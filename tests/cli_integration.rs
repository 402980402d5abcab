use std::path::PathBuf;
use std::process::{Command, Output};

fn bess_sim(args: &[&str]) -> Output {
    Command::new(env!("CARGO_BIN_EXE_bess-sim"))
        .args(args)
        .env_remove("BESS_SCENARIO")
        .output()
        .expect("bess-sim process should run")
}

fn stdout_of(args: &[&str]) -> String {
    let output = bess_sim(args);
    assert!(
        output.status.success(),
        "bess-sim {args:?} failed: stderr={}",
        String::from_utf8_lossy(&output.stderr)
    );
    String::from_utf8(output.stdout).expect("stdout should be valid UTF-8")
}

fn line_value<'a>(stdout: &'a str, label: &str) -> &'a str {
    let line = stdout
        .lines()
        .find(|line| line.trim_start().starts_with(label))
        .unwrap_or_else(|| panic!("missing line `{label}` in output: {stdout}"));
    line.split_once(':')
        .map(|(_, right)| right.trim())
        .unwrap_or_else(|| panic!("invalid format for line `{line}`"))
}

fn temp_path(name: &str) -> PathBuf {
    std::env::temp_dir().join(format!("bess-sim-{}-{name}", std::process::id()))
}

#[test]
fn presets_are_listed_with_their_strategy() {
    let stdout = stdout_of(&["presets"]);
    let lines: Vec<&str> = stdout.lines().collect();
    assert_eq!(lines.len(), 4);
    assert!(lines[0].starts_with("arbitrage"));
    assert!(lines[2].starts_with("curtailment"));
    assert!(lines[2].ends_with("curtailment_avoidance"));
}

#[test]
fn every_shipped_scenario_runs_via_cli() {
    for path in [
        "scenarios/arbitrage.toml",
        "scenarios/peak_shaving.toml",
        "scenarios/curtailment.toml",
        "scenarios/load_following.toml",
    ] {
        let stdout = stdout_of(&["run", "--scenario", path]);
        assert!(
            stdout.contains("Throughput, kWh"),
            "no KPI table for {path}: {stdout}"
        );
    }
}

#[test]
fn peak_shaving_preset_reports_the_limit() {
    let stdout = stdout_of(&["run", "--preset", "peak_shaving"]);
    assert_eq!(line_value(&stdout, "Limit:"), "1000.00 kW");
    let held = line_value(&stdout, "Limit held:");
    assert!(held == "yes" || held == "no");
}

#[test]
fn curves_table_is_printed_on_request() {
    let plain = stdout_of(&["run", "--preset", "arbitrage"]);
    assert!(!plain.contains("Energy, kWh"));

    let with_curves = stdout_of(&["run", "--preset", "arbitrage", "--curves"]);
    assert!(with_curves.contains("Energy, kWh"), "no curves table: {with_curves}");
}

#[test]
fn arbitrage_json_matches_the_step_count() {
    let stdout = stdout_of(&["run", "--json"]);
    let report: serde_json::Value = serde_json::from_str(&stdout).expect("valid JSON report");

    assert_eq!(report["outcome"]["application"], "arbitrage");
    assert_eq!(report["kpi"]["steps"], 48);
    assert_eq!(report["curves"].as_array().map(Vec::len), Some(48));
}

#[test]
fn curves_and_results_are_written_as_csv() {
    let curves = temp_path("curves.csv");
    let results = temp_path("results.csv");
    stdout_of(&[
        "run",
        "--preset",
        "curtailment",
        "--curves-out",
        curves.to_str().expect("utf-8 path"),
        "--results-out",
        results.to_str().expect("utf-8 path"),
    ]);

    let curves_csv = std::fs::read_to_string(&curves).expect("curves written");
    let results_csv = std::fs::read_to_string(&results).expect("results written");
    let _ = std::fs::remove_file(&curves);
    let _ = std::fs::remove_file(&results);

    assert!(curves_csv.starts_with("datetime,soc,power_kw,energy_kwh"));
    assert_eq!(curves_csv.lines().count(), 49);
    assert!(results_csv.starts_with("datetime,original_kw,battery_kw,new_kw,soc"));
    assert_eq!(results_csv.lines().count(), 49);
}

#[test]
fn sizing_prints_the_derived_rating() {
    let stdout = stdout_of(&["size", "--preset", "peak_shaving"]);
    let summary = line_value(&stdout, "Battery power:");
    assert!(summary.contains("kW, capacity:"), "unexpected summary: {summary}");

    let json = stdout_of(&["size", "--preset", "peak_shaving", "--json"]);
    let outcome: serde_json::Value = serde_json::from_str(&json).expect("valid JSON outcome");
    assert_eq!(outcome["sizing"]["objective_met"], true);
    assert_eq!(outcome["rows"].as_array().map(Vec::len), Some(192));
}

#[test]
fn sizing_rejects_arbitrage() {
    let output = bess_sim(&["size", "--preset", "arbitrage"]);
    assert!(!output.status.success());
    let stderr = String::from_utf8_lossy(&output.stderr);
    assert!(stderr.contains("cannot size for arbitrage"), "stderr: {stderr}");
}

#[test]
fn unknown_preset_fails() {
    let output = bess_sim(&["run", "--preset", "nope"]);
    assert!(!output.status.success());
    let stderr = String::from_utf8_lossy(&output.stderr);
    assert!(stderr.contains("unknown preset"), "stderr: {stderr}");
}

==

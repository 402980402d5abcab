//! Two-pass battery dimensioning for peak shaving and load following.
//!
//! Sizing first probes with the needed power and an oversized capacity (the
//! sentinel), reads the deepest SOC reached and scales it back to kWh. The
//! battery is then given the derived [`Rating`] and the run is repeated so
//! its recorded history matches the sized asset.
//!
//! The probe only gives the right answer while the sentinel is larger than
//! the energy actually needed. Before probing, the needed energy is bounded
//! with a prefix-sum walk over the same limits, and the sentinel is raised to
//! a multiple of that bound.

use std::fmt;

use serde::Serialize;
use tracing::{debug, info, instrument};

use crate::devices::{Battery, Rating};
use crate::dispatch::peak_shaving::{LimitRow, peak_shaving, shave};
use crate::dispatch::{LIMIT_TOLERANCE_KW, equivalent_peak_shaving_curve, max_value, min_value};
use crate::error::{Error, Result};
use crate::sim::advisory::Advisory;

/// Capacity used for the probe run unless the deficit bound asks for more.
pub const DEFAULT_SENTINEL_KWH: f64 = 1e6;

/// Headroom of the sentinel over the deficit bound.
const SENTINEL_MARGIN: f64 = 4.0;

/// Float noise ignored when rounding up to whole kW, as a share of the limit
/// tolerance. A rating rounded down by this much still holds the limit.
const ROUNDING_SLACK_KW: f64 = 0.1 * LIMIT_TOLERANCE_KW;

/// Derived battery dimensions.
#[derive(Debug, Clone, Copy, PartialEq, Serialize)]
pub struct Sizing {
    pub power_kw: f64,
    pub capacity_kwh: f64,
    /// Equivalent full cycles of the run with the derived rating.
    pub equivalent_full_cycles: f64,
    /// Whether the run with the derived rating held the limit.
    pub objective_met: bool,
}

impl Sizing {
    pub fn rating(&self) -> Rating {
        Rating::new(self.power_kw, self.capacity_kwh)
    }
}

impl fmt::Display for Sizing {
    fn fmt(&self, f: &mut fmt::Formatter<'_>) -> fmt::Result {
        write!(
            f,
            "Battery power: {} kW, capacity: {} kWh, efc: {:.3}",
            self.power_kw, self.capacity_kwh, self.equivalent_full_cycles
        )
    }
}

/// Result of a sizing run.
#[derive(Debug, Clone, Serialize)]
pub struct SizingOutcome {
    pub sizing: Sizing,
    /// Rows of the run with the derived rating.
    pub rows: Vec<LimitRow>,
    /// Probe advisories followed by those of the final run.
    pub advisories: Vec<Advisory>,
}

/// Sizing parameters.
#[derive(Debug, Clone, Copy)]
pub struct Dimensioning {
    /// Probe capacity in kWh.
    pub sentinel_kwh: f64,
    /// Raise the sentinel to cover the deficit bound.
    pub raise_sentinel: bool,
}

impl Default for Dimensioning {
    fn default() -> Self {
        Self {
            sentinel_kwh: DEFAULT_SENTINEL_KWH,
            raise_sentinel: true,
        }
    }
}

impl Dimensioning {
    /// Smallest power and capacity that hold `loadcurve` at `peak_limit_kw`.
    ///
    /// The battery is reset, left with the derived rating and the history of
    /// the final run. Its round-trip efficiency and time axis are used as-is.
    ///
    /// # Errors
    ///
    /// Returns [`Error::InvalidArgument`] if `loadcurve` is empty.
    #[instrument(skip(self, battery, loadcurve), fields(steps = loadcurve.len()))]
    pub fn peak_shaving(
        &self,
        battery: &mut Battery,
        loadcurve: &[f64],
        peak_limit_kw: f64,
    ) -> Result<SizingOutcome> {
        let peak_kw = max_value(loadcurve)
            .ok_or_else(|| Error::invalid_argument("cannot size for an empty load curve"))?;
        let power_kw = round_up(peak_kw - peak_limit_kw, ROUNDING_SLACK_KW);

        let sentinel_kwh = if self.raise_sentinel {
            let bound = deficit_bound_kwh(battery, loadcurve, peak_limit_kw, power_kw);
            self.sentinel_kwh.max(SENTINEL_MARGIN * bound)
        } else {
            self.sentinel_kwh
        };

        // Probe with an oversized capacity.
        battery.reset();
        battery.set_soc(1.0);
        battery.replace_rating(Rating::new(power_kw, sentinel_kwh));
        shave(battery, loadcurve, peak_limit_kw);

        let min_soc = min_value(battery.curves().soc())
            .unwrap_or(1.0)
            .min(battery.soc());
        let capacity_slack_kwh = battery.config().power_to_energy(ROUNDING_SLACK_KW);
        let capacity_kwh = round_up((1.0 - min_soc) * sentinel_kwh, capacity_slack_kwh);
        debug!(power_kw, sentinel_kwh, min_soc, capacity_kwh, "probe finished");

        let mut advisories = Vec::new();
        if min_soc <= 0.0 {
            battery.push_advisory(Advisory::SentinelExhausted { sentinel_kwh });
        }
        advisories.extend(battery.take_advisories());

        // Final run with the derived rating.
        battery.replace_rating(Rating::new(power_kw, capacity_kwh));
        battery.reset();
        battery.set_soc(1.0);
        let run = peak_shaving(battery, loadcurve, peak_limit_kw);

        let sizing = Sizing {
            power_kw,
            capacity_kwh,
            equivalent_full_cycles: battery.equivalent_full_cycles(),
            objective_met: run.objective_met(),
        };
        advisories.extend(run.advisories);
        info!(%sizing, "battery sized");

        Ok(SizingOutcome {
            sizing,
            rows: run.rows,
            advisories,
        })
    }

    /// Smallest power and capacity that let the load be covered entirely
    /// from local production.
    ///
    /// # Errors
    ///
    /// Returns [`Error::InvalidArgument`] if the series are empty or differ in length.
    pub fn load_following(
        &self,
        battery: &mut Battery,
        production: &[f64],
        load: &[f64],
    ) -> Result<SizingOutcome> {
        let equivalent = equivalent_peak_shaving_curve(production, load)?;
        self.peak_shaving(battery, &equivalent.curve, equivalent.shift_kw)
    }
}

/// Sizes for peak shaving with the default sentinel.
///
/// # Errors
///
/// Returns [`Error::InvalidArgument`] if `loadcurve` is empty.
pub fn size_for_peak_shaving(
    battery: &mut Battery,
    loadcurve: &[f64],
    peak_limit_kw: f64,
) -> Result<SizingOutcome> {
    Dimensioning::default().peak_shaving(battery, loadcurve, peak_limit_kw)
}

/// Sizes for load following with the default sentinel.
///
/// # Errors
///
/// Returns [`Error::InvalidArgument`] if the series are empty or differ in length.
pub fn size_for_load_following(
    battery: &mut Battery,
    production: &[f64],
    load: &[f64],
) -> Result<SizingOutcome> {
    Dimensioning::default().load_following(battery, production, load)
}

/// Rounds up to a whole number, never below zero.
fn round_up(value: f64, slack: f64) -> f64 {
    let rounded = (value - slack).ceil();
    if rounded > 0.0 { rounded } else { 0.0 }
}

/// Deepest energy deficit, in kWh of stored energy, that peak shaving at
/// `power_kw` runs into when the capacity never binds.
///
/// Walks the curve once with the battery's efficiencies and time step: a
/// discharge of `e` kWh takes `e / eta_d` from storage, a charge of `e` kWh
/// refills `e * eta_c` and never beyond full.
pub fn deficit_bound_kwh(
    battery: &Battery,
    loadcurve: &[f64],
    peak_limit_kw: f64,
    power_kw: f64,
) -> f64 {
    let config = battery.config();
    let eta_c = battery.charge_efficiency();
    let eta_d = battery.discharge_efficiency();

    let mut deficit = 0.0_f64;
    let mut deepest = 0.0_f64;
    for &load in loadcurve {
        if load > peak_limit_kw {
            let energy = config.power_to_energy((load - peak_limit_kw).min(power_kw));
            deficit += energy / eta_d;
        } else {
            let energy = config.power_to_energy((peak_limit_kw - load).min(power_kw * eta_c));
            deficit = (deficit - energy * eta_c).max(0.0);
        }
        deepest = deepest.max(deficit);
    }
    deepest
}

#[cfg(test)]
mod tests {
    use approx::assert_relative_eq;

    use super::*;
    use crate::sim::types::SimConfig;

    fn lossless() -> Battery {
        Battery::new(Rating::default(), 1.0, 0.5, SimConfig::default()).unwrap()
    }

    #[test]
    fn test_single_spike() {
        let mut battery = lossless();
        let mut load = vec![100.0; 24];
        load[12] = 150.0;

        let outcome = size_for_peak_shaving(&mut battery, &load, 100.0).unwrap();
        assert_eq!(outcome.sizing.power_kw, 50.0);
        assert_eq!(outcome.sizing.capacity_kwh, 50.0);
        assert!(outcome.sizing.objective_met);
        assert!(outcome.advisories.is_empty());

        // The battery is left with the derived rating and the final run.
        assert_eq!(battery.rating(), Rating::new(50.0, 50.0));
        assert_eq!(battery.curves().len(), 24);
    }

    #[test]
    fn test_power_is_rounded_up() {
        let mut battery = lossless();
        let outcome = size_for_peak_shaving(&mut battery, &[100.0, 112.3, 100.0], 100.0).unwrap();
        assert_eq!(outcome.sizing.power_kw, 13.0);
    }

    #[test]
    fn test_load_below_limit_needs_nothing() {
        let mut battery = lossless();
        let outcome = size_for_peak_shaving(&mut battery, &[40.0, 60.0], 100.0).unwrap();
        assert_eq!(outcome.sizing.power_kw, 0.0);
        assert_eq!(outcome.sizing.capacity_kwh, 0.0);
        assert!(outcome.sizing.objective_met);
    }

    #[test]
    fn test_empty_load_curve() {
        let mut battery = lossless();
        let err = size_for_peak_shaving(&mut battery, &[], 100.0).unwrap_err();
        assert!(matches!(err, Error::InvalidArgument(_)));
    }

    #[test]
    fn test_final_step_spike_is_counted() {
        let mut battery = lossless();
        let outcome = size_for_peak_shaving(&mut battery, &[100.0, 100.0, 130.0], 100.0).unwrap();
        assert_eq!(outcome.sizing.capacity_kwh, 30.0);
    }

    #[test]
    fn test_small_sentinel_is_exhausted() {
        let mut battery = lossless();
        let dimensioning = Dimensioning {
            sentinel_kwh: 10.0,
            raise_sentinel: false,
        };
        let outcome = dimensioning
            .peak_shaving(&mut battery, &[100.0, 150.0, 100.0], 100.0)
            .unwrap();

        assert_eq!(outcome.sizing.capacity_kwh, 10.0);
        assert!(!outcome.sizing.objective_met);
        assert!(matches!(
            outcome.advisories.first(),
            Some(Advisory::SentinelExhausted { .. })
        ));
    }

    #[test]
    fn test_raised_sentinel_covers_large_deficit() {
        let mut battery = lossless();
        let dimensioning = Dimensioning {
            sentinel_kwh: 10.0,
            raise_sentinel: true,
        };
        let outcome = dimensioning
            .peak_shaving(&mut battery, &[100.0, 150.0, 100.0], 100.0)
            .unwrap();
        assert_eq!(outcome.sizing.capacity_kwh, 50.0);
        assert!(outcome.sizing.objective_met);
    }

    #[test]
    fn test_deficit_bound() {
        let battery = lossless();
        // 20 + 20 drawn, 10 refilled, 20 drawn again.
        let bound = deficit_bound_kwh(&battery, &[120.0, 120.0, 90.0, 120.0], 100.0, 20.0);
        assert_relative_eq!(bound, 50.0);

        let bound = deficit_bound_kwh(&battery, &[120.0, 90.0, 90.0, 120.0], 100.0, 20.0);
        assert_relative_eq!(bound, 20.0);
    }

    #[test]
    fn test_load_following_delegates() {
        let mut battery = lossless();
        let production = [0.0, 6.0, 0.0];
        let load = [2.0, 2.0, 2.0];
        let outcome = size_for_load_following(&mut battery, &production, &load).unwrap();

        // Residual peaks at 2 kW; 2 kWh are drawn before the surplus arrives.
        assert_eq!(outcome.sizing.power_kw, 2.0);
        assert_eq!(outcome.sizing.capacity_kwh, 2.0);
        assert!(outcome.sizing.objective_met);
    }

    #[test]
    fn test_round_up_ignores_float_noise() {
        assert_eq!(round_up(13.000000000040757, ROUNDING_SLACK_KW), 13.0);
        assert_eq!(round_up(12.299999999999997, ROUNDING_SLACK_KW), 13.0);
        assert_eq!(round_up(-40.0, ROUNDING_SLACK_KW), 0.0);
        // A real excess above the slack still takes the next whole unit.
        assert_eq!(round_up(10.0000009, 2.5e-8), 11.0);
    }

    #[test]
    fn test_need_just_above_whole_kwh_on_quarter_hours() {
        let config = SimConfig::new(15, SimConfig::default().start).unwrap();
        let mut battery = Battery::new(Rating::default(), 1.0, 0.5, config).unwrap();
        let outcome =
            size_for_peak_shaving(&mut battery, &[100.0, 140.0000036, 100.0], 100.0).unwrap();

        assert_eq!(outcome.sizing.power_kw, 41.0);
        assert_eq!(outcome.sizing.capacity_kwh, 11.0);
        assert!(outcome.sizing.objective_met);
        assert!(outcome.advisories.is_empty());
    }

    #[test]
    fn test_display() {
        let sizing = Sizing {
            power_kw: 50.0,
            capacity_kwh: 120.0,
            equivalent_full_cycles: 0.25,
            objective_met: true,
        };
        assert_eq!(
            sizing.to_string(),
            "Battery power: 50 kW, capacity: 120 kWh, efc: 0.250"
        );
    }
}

...

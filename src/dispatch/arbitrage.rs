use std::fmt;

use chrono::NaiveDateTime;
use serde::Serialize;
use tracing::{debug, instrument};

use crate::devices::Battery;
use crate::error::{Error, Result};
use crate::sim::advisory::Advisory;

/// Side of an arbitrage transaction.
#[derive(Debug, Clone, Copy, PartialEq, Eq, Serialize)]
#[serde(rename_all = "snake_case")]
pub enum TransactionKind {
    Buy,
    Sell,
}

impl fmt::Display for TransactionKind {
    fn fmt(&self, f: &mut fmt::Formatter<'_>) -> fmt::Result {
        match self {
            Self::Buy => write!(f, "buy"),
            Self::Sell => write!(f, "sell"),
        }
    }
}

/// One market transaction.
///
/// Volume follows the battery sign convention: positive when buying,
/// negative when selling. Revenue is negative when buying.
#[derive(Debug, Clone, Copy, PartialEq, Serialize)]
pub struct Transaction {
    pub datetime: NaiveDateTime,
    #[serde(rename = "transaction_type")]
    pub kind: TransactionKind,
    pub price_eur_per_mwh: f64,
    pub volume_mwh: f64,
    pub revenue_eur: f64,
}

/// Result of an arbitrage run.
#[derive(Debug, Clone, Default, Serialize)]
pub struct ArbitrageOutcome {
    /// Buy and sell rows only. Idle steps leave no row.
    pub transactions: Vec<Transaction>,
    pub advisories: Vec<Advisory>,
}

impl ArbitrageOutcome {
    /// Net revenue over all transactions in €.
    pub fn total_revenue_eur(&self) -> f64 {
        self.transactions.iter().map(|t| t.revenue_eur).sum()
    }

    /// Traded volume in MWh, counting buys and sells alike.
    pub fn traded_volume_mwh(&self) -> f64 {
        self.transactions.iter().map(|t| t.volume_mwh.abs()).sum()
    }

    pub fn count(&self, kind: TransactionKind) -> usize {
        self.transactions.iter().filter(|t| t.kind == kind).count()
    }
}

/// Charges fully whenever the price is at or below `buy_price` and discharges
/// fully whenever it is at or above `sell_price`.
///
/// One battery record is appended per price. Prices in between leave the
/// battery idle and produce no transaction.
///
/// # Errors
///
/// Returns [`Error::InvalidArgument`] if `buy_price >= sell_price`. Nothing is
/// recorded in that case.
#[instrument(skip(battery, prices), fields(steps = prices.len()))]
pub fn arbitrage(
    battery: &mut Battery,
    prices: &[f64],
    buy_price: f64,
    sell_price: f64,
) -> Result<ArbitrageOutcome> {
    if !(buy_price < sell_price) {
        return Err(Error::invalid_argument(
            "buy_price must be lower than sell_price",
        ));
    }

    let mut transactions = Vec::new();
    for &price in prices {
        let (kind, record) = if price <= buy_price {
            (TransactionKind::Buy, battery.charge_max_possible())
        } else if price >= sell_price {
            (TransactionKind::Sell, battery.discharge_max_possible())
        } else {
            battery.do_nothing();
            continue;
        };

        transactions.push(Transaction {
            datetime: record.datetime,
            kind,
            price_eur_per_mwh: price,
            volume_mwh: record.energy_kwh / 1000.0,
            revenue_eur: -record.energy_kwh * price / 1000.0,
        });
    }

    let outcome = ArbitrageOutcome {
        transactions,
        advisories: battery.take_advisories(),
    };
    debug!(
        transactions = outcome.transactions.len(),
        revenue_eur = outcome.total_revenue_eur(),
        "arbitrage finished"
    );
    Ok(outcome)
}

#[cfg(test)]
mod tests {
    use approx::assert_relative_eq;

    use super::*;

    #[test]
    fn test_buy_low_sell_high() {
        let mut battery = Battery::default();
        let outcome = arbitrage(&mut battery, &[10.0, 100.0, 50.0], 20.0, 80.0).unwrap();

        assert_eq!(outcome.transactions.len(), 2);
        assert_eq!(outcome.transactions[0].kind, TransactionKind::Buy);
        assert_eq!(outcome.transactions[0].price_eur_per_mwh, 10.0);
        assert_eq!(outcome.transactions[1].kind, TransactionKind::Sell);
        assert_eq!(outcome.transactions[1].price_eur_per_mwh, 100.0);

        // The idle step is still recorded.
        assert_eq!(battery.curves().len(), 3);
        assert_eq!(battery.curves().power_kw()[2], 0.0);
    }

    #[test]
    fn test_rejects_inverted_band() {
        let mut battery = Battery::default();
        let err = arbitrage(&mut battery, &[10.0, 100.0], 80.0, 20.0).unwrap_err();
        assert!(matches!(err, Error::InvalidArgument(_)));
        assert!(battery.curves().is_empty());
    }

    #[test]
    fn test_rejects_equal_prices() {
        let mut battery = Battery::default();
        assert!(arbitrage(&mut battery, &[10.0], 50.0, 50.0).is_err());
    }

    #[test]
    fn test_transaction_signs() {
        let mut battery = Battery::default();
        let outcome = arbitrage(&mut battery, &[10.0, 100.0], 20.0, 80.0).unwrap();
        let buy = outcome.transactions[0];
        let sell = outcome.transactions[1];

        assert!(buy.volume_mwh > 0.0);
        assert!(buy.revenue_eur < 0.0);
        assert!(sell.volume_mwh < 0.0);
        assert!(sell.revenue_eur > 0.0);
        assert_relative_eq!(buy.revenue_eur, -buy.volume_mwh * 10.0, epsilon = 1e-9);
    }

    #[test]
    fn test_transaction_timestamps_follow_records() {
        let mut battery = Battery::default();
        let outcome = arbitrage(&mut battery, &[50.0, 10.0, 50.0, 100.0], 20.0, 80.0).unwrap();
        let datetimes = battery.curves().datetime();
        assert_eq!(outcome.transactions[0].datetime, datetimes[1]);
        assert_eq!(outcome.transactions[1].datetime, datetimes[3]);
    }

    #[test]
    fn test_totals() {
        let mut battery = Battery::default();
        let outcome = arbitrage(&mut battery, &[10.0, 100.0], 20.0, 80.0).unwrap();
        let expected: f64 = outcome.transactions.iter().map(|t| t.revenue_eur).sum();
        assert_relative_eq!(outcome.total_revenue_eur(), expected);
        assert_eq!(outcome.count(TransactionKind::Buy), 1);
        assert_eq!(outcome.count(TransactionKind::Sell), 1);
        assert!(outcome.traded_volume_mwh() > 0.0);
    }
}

» **What is required**
From the data above, work out how many lines contain the string "Returns" and reply with only the number.

» **Output for this exercise**
5